## Directions for this task
Reproduce the data exactly; no word may be added or dropped.

Collected data entries:

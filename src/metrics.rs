//! # Metrics Primitives
//!
//! Small measurement tools used by the reader's rate control and debug
//! logging: an exponentially-weighted moving average, a rate counter built
//! on top of it, and conversions between rates and intervals.
//!
//! None of these are thread-safe. They are owned and driven by a single
//! polling task, so locking would buy nothing.

use std::time::{Duration, Instant};

/// Number of samples an [`Ewma`] accumulates before the weighted average
/// takes over. Until then [`Ewma::value`] reports zero so callers can tell
/// the average is not yet primed.
const WARMUP_SAMPLES: u32 = 10;

// =============================================================================
// Exponentially-Weighted Moving Average
// =============================================================================

/// An exponentially-weighted moving average with a configurable age.
///
/// The "age" is the average age of the samples represented by the current
/// value; the decay factor is derived as `2 / (age + 1)`. A larger age
/// smooths harder and reacts more slowly.
///
/// The first [`WARMUP_SAMPLES`] samples are averaged arithmetically to prime
/// the value; until the warmup completes, [`Ewma::value`] returns zero.
#[derive(Debug)]
pub struct Ewma {
    decay: f64,
    value: f64,
    count: u32,
}

impl Ewma {
    /// Creates a moving average smoothing over approximately `age` samples.
    pub fn new(age: f64) -> Self {
        Self {
            decay: 2.0 / (age + 1.0),
            value: 0.0,
            count: 0,
        }
    }

    /// Adds a sample.
    pub fn add(&mut self, sample: f64) {
        if self.count < WARMUP_SAMPLES {
            // Accumulate warmup samples arithmetically.
            self.count += 1;
            self.value += sample;

            if self.count == WARMUP_SAMPLES {
                self.value /= f64::from(WARMUP_SAMPLES);
            }
        } else {
            self.value = sample * self.decay + self.value * (1.0 - self.decay);
        }
    }

    /// Returns the current average, or zero if the warmup has not completed.
    pub fn value(&self) -> f64 {
        if self.count < WARMUP_SAMPLES {
            return 0.0;
        }

        self.value
    }

    /// Returns true once the warmup has completed and [`Ewma::value`]
    /// reports the weighted average rather than zero.
    pub fn primed(&self) -> bool {
        self.count >= WARMUP_SAMPLES
    }
}

// =============================================================================
// Rate Counter
// =============================================================================

/// Tracks the average rate of some event from the interval between calls to
/// [`RateCounter::tick`].
///
/// Used only for debug logging (average poll rate, average fact delivery
/// rate), so its accuracy requirements are modest.
#[derive(Debug)]
pub struct RateCounter {
    avg: Ewma,
    prev: Instant,
}

impl RateCounter {
    /// Returns a new rate counter.
    pub fn new() -> Self {
        Self {
            avg: Ewma::new(30.0),
            prev: Instant::now(),
        }
    }

    /// Records the occurrence of an event.
    pub fn tick(&mut self) {
        let now = Instant::now();
        let delta = now - self.prev;
        self.prev = now;

        self.avg.add(delta.as_secs_f64());
    }

    /// Returns the average number of calls to `tick()` per second, or zero
    /// if not enough samples have been recorded yet.
    pub fn rate(&self) -> f64 {
        if !self.avg.primed() {
            return 0.0;
        }

        let seconds = self.avg.value();
        if seconds == 0.0 {
            // Averaged interval of zero: the ticks are effectively
            // instantaneous, which is a rate too high to represent rather
            // than an absence of data.
            return f64::MAX;
        }

        1.0 / seconds
    }
}

impl Default for RateCounter {
    fn default() -> Self {
        Self::new()
    }
}

// =============================================================================
// Rate / Interval Conversion
// =============================================================================

/// Converts a rate (events per second) to the interval between events.
///
/// An infinite rate converts to a zero interval.
pub fn rate_to_interval(rate: f64) -> Duration {
    if rate.is_infinite() {
        return Duration::ZERO;
    }

    Duration::from_secs_f64(1.0 / rate)
}

/// Converts an interval between events to a rate (events per second).
///
/// A zero or negative interval converts to an infinite rate, meaning "as
/// fast as allowed". Negative intervals arise when rate adaptation proposes
/// speeding up by more than the current interval.
pub fn interval_to_rate(interval: f64) -> f64 {
    if interval <= 0.0 {
        return f64::INFINITY;
    }

    1.0 / interval
}

// =============================================================================
// Display Helpers
// =============================================================================

/// Formats a rate for display in reader debug logs, e.g. `500.00/s 2.00ms`.
pub fn format_rate(rate: f64) -> String {
    if rate == 0.0 {
        return "  ?.??/s   ?.??µs".to_string();
    }

    format!("{:6.2}/s {}", rate, format_duration(rate_to_interval(rate)))
}

/// Formats a duration for display in reader debug logs.
pub fn format_duration(d: Duration) -> String {
    let secs = d.as_secs_f64();

    if secs >= 3600.0 {
        format!("{:6.2}h ", secs / 3600.0)
    } else if secs >= 60.0 {
        format!("{:6.2}m ", secs / 60.0)
    } else if secs >= 1.0 {
        format!("{:6.2}s ", secs)
    } else if secs >= 0.001 {
        format!("{:6.2}ms", secs * 1e3)
    } else {
        format!("{:6.2}µs", secs * 1e6)
    }
}

// =============================================================================
// Tests
// =============================================================================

## Task response
filename src/metrics.rs
//! # Metrics Primitives
//!
//! Small measurement tools used by the reader's rate control and debug
//! logging: an exponentially-weighted moving average, a rate counter built
//! on top of it, and conversions between rates and intervals.
//!
//! None of these are thread-safe. They are owned and driven by a single
//! polling task, so locking would buy nothing.

use std::time::{Duration, Instant};

/// Number of samples an [`Ewma`] accumulates before the weighted average
/// takes over. Until then [`Ewma::value`] reports zero so callers can tell
/// the average is not yet primed.
const WARMUP_SAMPLES: u32 = 10;

// =============================================================================
// Exponentially-Weighted Moving Average
// =============================================================================

/// An exponentially-weighted moving average with a configurable age.
///
/// The "age" is the average age of the samples represented by the current
/// value; the decay factor is derived as `2 / (age + 1)`. A larger age
/// smooths harder and reacts more slowly.
///
/// The first [`WARMUP_SAMPLES`] samples are averaged arithmetically to prime
/// the value; until the warmup completes, [`Ewma::value`] returns zero.
#[derive(Debug)]
pub struct Ewma {
    decay: f64,
    value: f64,
    count: u32,
}

impl Ewma {
    /// Creates a moving average smoothing over approximately `age` samples.
    pub fn new(age: f64) -> Self {
        Self {
            decay: 2.0 / (age + 1.0),
            value: 0.0,
            count: 0,
        }
    }

    /// Adds a sample.
    pub fn add(&mut self, sample: f64) {
        if self.count < WARMUP_SAMPLES {
            // Accumulate warmup samples arithmetically.
            self.count += 1;
            self.value += sample;

            if self.count == WARMUP_SAMPLES {
                self.value /= f64::from(WARMUP_SAMPLES);
            }
        } else {
            self.value = sample * self.decay + self.value * (1.0 - self.decay);
        }
    }

    /// Returns the current average, or zero if the warmup has not completed.
    pub fn value(&self) -> f64 {
        if self.count < WARMUP_SAMPLES {
            return 0.0;
        }

        self.value
    }

    /// Returns true once the warmup has completed and [`Ewma::value`]
    /// reports the weighted average rather than zero.
    pub fn primed(&self) -> bool {
        self.count >= WARMUP_SAMPLES
    }
}

// =============================================================================
// Rate Counter
// =============================================================================

/// Tracks the average rate of some event from the interval between calls to
/// [`RateCounter::tick`].
///
/// Used only for debug logging (average poll rate, average fact delivery
/// rate), so its accuracy requirements are modest.
#[derive(Debug)]
pub struct RateCounter {
    avg: Ewma,
    prev: Instant,
}

impl RateCounter {
    /// Returns a new rate counter.
    pub fn new() -> Self {
        Self {
            avg: Ewma::new(30.0),
            prev: Instant::now(),
        }
    }

    /// Records the occurrence of an event.
    pub fn tick(&mut self) {
        let now = Instant::now();
        let delta = now - self.prev;
        self.prev = now;

        self.avg.add(delta.as_secs_f64());
    }

    /// Returns the average number of calls to `tick()` per second, or zero
    /// if not enough samples have been recorded yet.
    pub fn rate(&self) -> f64 {
        if !self.avg.primed() {
            return 0.0;
        }

        let seconds = self.avg.value();
        if seconds == 0.0 {
            // Averaged interval of zero: the ticks are effectively
            // instantaneous, which is a rate too high to represent rather
            // than an absence of data.
            return f64::MAX;
        }

        1.0 / seconds
    }
}

impl Default for RateCounter {
    fn default() -> Self {
        Self::new()
    }
}

// =============================================================================
// Rate / Interval Conversion
// =============================================================================

/// Converts a rate (events per second) to the interval between events.
///
/// An infinite rate converts to a zero interval.
pub fn rate_to_interval(rate: f64) -> Duration {
    if rate.is_infinite() {
        return Duration::ZERO;
    }

    Duration::from_secs_f64(1.0 / rate)
}

/// Converts an interval between events to a rate (events per second).
///
/// A zero or negative interval converts to an infinite rate, meaning "as
/// fast as allowed". Negative intervals arise when rate adaptation proposes
/// speeding up by more than the current interval.
pub fn interval_to_rate(interval: f64) -> f64 {
    if interval <= 0.0 {
        return f64::INFINITY;
    }

    1.0 / interval
}

// =============================================================================
// Display Helpers
// =============================================================================

/// Formats a rate for display in reader debug logs, e.g. `500.00/s 2.00ms`.
pub fn format_rate(rate: f64) -> String {
    if rate == 0.0 {
        return "  ?.??/s   ?.??µs".to_string();
    }

    format!("{:6.2}/s {}", rate, format_duration(rate_to_interval(rate)))
}

/// Formats a duration for display in reader debug logs.
pub fn format_duration(d: Duration) -> String {
    let secs = d.as_secs_f64();

    if secs >= 3600.0 {
        format!("{:6.2}h ", secs / 3600.0)
    } else if secs >= 60.0 {
        format!("{:6.2}m ", secs / 60.0)
    } else if secs >= 1.0 {
        format!("{:6.2}s ", secs)
    } else if secs >= 0.001 {
        format!("{:6.2}ms", secs * 1e3)
    } else {
        format!("{:6.2}µs", secs * 1e6)
    }
}

// =============================================================================
// Tests
// =============================================================================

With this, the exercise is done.